- [What is being asked] Only the lines from the line containing "pub fn detokenize(&self,img: &[u8])" to the end of the entries should be repeated, exactly as they appear.

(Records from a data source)
* * * *

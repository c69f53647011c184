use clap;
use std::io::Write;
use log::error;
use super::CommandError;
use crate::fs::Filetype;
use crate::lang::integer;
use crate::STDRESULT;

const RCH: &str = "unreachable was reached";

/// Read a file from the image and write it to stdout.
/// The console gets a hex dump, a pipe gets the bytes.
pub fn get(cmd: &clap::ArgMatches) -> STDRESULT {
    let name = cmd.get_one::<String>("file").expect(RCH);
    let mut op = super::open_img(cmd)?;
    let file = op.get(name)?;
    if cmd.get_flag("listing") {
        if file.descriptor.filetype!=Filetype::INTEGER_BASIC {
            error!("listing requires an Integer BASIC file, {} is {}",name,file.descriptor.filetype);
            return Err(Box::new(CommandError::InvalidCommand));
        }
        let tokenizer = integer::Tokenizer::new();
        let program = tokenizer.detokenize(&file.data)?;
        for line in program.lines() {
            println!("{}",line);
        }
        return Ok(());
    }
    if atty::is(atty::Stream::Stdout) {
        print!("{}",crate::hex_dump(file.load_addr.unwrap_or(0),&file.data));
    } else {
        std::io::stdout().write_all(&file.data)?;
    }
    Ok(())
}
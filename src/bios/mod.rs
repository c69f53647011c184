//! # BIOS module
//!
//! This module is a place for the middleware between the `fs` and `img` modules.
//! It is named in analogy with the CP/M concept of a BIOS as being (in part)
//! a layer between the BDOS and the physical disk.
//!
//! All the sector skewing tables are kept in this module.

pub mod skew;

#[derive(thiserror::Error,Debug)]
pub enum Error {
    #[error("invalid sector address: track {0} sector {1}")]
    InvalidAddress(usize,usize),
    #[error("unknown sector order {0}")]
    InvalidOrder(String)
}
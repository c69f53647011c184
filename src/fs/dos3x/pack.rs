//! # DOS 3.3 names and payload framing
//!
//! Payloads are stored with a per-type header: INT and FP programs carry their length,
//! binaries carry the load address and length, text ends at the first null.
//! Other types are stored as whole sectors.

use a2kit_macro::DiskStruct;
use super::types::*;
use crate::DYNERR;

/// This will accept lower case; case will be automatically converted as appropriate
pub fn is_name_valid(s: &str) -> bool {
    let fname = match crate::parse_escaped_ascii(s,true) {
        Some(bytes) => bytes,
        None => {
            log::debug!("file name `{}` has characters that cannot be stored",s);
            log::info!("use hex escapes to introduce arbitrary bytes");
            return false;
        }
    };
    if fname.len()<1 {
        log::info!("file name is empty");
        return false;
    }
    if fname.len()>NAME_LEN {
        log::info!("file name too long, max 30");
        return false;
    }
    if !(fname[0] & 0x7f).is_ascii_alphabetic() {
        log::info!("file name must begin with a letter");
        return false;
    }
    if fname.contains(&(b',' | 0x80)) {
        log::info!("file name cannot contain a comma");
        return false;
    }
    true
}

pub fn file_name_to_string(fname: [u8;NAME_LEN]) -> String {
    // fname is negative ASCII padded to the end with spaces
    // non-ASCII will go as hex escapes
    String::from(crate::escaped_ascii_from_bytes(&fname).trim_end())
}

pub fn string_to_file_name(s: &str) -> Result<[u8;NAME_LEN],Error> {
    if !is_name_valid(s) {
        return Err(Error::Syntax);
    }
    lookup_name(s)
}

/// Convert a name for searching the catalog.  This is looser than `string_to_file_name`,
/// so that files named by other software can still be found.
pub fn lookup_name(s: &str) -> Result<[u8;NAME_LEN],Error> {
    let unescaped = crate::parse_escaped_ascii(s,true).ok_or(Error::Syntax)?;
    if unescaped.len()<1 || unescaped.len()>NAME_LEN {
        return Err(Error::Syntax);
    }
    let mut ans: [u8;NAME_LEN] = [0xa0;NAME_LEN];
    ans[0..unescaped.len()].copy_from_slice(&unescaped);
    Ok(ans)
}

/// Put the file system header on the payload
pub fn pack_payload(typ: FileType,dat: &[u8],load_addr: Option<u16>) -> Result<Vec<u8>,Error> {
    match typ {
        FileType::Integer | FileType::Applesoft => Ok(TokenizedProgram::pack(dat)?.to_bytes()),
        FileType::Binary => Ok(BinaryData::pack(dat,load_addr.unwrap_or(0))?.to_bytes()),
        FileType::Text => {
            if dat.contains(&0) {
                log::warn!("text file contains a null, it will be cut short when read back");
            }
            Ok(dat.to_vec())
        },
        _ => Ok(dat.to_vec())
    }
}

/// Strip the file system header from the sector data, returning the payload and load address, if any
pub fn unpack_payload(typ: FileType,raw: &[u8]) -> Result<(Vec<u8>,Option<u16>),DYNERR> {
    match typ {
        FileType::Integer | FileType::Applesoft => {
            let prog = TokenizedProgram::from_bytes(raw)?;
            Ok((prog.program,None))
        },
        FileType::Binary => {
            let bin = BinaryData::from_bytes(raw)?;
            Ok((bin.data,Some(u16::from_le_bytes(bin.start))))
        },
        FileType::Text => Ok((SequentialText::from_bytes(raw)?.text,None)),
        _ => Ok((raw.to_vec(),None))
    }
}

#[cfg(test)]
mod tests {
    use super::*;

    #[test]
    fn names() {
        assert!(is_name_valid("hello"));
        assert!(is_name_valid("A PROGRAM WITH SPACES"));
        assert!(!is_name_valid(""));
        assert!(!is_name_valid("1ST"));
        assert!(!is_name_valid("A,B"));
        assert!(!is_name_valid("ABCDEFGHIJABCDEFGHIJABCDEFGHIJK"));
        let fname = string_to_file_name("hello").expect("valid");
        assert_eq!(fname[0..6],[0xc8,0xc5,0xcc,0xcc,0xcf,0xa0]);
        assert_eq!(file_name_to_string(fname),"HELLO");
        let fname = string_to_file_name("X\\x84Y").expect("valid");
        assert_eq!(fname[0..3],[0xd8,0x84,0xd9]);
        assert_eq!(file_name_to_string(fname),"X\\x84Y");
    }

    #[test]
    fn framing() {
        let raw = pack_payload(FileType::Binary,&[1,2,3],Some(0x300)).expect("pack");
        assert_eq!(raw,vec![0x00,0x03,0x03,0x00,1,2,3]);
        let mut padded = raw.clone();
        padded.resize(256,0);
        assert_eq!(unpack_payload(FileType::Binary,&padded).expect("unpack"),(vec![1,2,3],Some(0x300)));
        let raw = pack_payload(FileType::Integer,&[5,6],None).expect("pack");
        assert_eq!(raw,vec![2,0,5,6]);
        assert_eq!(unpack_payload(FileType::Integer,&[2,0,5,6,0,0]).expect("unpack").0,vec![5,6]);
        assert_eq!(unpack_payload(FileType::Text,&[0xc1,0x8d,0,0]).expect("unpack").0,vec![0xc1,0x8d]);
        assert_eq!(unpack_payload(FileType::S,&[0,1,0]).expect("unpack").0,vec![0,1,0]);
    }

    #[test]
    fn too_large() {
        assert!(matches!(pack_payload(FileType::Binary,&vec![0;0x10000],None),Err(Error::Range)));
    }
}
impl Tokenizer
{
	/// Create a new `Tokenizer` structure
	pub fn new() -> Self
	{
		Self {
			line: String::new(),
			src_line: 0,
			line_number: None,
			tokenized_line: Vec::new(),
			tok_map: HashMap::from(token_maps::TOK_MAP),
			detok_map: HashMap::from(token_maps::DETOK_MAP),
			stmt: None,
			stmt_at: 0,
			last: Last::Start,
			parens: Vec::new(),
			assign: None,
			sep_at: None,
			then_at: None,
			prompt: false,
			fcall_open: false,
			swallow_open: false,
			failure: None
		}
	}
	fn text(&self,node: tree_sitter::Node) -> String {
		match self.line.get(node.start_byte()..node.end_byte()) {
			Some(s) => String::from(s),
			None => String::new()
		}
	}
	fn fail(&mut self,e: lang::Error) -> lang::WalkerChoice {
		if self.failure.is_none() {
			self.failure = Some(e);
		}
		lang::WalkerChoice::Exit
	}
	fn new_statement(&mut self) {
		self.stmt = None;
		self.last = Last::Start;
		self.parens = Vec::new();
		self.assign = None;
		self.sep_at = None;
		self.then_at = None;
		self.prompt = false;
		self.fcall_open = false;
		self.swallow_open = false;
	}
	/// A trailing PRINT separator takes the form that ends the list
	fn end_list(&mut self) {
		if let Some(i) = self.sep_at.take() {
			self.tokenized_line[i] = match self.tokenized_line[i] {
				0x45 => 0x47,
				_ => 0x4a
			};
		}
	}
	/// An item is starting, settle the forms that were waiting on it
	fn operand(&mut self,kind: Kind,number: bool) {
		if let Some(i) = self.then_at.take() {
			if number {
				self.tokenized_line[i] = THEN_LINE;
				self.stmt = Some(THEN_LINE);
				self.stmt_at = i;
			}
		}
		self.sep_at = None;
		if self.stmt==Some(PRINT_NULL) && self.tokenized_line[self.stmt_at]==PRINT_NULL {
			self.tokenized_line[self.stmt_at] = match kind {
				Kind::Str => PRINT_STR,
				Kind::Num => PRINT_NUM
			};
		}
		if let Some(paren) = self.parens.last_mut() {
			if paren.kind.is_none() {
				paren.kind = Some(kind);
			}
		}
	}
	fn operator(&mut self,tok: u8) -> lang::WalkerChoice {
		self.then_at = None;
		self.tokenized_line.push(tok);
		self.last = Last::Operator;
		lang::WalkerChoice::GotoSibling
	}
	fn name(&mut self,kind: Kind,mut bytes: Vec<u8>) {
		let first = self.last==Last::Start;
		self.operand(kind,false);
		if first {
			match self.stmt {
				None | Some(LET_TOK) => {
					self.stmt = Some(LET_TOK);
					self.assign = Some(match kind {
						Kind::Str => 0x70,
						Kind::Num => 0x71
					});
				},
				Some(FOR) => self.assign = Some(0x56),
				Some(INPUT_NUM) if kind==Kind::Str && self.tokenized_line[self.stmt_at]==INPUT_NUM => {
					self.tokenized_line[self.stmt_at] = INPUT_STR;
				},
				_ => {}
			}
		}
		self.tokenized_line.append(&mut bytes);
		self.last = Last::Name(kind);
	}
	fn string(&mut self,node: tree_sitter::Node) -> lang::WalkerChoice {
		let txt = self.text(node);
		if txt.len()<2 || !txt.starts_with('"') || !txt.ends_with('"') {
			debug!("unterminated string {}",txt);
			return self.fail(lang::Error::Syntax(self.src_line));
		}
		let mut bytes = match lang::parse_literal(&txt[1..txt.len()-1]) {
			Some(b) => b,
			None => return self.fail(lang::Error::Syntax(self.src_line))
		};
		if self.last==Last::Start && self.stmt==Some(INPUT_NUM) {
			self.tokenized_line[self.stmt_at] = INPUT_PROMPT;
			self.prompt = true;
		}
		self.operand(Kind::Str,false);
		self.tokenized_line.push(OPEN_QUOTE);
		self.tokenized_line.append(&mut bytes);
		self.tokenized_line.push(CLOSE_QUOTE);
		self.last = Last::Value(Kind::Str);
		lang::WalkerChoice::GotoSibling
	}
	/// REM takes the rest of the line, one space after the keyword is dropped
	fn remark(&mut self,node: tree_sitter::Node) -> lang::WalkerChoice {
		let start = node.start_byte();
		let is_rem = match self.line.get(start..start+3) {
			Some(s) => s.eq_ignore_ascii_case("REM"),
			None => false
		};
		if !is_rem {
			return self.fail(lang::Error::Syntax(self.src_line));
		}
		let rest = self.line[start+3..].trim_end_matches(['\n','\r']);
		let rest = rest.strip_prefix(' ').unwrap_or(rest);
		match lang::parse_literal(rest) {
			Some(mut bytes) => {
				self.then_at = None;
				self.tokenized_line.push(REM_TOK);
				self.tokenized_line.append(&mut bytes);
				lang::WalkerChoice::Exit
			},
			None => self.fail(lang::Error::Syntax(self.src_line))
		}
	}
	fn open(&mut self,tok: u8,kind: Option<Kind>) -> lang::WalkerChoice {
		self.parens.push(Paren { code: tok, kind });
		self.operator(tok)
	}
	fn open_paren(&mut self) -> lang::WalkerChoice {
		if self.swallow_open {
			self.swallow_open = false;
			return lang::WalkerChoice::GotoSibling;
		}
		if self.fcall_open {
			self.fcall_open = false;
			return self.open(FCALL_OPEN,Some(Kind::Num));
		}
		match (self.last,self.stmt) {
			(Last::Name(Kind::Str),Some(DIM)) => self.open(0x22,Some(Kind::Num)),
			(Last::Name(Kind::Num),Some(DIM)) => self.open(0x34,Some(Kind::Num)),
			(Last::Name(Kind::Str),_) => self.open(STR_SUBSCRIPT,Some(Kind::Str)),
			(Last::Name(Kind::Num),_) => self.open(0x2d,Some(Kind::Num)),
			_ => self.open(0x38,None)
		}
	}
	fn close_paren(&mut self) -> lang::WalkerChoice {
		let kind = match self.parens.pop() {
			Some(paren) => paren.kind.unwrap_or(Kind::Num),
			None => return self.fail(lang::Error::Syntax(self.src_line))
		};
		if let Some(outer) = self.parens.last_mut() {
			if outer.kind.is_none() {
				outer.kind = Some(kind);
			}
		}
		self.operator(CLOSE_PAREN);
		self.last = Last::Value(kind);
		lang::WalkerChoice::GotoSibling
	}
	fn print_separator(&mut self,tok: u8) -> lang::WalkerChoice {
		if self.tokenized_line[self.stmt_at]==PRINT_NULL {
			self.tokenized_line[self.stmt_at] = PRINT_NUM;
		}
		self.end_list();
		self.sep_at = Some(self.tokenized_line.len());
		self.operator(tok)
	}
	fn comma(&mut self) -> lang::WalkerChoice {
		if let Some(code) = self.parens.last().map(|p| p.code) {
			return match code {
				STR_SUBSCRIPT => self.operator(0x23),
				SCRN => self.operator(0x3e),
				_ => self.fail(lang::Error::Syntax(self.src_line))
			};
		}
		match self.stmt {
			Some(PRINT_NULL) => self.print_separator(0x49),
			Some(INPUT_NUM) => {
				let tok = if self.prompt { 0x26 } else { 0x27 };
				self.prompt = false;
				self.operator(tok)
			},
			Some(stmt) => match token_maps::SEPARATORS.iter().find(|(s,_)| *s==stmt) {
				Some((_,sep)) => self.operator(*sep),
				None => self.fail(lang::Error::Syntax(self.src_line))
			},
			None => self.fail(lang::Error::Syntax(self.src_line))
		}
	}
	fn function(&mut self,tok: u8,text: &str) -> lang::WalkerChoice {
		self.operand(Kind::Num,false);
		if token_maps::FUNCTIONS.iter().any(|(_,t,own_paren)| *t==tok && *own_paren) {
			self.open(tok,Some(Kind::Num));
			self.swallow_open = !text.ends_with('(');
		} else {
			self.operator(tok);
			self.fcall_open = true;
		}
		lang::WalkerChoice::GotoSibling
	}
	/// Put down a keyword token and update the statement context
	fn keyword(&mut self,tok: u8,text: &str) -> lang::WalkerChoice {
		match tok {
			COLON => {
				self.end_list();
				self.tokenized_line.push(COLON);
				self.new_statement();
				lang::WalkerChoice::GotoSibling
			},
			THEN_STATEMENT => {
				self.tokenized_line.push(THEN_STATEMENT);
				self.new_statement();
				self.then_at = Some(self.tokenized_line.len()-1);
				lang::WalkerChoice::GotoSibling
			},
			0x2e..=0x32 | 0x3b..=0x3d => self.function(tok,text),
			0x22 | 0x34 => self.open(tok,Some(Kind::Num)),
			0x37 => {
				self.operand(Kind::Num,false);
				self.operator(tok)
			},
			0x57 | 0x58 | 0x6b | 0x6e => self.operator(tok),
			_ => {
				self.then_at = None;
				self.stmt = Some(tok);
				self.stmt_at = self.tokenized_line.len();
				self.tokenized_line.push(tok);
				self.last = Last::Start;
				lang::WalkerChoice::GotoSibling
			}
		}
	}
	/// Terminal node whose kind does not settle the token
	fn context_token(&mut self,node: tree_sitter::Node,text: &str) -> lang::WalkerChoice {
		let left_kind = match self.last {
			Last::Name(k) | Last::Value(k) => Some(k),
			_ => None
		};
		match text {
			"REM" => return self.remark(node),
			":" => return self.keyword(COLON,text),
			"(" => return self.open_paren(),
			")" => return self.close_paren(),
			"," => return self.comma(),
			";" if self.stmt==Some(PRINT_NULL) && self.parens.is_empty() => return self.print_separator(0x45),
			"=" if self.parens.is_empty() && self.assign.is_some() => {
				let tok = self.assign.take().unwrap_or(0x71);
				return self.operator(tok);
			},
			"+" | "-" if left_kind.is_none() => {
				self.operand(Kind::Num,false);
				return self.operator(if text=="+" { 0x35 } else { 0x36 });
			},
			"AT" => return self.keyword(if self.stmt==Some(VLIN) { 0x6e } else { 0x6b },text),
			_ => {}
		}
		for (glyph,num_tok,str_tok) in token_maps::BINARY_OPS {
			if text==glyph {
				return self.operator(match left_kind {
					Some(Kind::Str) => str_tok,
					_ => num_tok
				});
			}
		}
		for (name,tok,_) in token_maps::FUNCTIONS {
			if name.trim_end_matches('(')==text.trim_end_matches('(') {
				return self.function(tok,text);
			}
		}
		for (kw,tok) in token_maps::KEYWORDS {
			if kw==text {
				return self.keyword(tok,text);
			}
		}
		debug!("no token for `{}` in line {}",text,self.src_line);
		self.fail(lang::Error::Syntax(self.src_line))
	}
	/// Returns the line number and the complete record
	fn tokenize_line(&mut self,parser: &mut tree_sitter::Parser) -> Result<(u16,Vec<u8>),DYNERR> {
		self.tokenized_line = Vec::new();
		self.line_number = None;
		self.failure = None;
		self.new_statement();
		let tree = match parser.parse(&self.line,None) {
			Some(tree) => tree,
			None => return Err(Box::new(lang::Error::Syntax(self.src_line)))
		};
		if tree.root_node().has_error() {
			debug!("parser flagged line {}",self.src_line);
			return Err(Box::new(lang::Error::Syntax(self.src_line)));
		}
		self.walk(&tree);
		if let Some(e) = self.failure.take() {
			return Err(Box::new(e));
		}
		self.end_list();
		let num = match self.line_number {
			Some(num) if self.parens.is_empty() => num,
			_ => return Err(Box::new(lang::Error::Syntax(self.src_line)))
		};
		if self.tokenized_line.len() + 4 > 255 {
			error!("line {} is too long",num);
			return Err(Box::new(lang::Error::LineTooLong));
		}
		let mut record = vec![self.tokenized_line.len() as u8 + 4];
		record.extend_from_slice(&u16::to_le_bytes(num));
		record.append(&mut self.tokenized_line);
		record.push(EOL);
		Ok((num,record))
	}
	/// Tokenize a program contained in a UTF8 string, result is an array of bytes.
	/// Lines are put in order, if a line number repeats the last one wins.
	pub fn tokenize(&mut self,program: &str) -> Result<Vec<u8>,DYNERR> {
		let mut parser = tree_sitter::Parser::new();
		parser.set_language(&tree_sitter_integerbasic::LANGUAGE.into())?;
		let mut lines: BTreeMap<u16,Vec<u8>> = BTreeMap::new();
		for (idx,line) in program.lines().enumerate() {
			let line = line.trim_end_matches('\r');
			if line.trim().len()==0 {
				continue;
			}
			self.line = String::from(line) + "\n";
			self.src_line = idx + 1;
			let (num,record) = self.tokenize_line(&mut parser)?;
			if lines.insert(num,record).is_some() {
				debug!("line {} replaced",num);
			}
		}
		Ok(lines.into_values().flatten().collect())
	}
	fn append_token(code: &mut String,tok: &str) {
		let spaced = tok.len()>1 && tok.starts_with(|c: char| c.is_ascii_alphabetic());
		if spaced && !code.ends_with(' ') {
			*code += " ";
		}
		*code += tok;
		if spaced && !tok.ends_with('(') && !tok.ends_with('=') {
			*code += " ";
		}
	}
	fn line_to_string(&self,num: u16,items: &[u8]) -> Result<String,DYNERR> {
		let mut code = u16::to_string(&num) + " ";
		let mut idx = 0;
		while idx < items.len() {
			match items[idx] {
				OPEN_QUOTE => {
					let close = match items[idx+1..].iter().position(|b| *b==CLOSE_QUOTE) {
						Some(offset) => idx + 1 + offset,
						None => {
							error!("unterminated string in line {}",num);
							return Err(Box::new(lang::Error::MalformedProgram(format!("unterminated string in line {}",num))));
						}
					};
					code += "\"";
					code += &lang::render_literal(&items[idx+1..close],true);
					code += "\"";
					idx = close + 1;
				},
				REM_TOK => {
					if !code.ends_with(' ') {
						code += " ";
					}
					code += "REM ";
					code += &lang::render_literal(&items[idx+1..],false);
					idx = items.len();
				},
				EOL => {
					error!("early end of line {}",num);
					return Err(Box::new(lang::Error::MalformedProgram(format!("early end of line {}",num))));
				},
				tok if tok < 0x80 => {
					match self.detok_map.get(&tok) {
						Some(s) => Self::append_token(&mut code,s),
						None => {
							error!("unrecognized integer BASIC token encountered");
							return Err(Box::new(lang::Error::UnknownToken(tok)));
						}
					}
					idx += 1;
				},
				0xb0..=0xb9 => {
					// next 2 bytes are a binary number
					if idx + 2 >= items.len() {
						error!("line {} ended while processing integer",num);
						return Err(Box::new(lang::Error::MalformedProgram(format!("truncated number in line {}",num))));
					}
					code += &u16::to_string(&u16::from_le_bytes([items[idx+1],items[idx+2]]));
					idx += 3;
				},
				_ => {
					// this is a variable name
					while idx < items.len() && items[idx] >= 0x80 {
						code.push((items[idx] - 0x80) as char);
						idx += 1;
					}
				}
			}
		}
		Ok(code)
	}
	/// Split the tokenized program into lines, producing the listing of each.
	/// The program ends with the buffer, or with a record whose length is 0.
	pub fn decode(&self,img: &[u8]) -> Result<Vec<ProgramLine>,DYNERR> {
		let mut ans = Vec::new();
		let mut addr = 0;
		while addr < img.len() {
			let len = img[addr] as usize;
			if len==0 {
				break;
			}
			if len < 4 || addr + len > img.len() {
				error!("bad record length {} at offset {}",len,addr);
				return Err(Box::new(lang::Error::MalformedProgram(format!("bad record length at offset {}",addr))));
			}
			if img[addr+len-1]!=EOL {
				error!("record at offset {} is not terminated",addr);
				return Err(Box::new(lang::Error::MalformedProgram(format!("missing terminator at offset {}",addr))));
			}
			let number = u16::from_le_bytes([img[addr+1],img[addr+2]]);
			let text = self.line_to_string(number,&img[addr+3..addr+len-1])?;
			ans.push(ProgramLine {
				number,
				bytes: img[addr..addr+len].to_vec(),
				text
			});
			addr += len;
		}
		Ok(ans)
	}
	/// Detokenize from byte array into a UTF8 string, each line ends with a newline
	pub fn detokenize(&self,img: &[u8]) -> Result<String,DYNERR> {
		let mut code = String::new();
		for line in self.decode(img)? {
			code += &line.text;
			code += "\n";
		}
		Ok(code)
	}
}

* * * *

- [Response area]
	pub fn detokenize(&self,img: &[u8]) -> Result<String,DYNERR> {
		let mut code = String::new();
		for line in self.decode(img)? {
			code += &line.text;
			code += "\n";
		}
		Ok(code)
	}
}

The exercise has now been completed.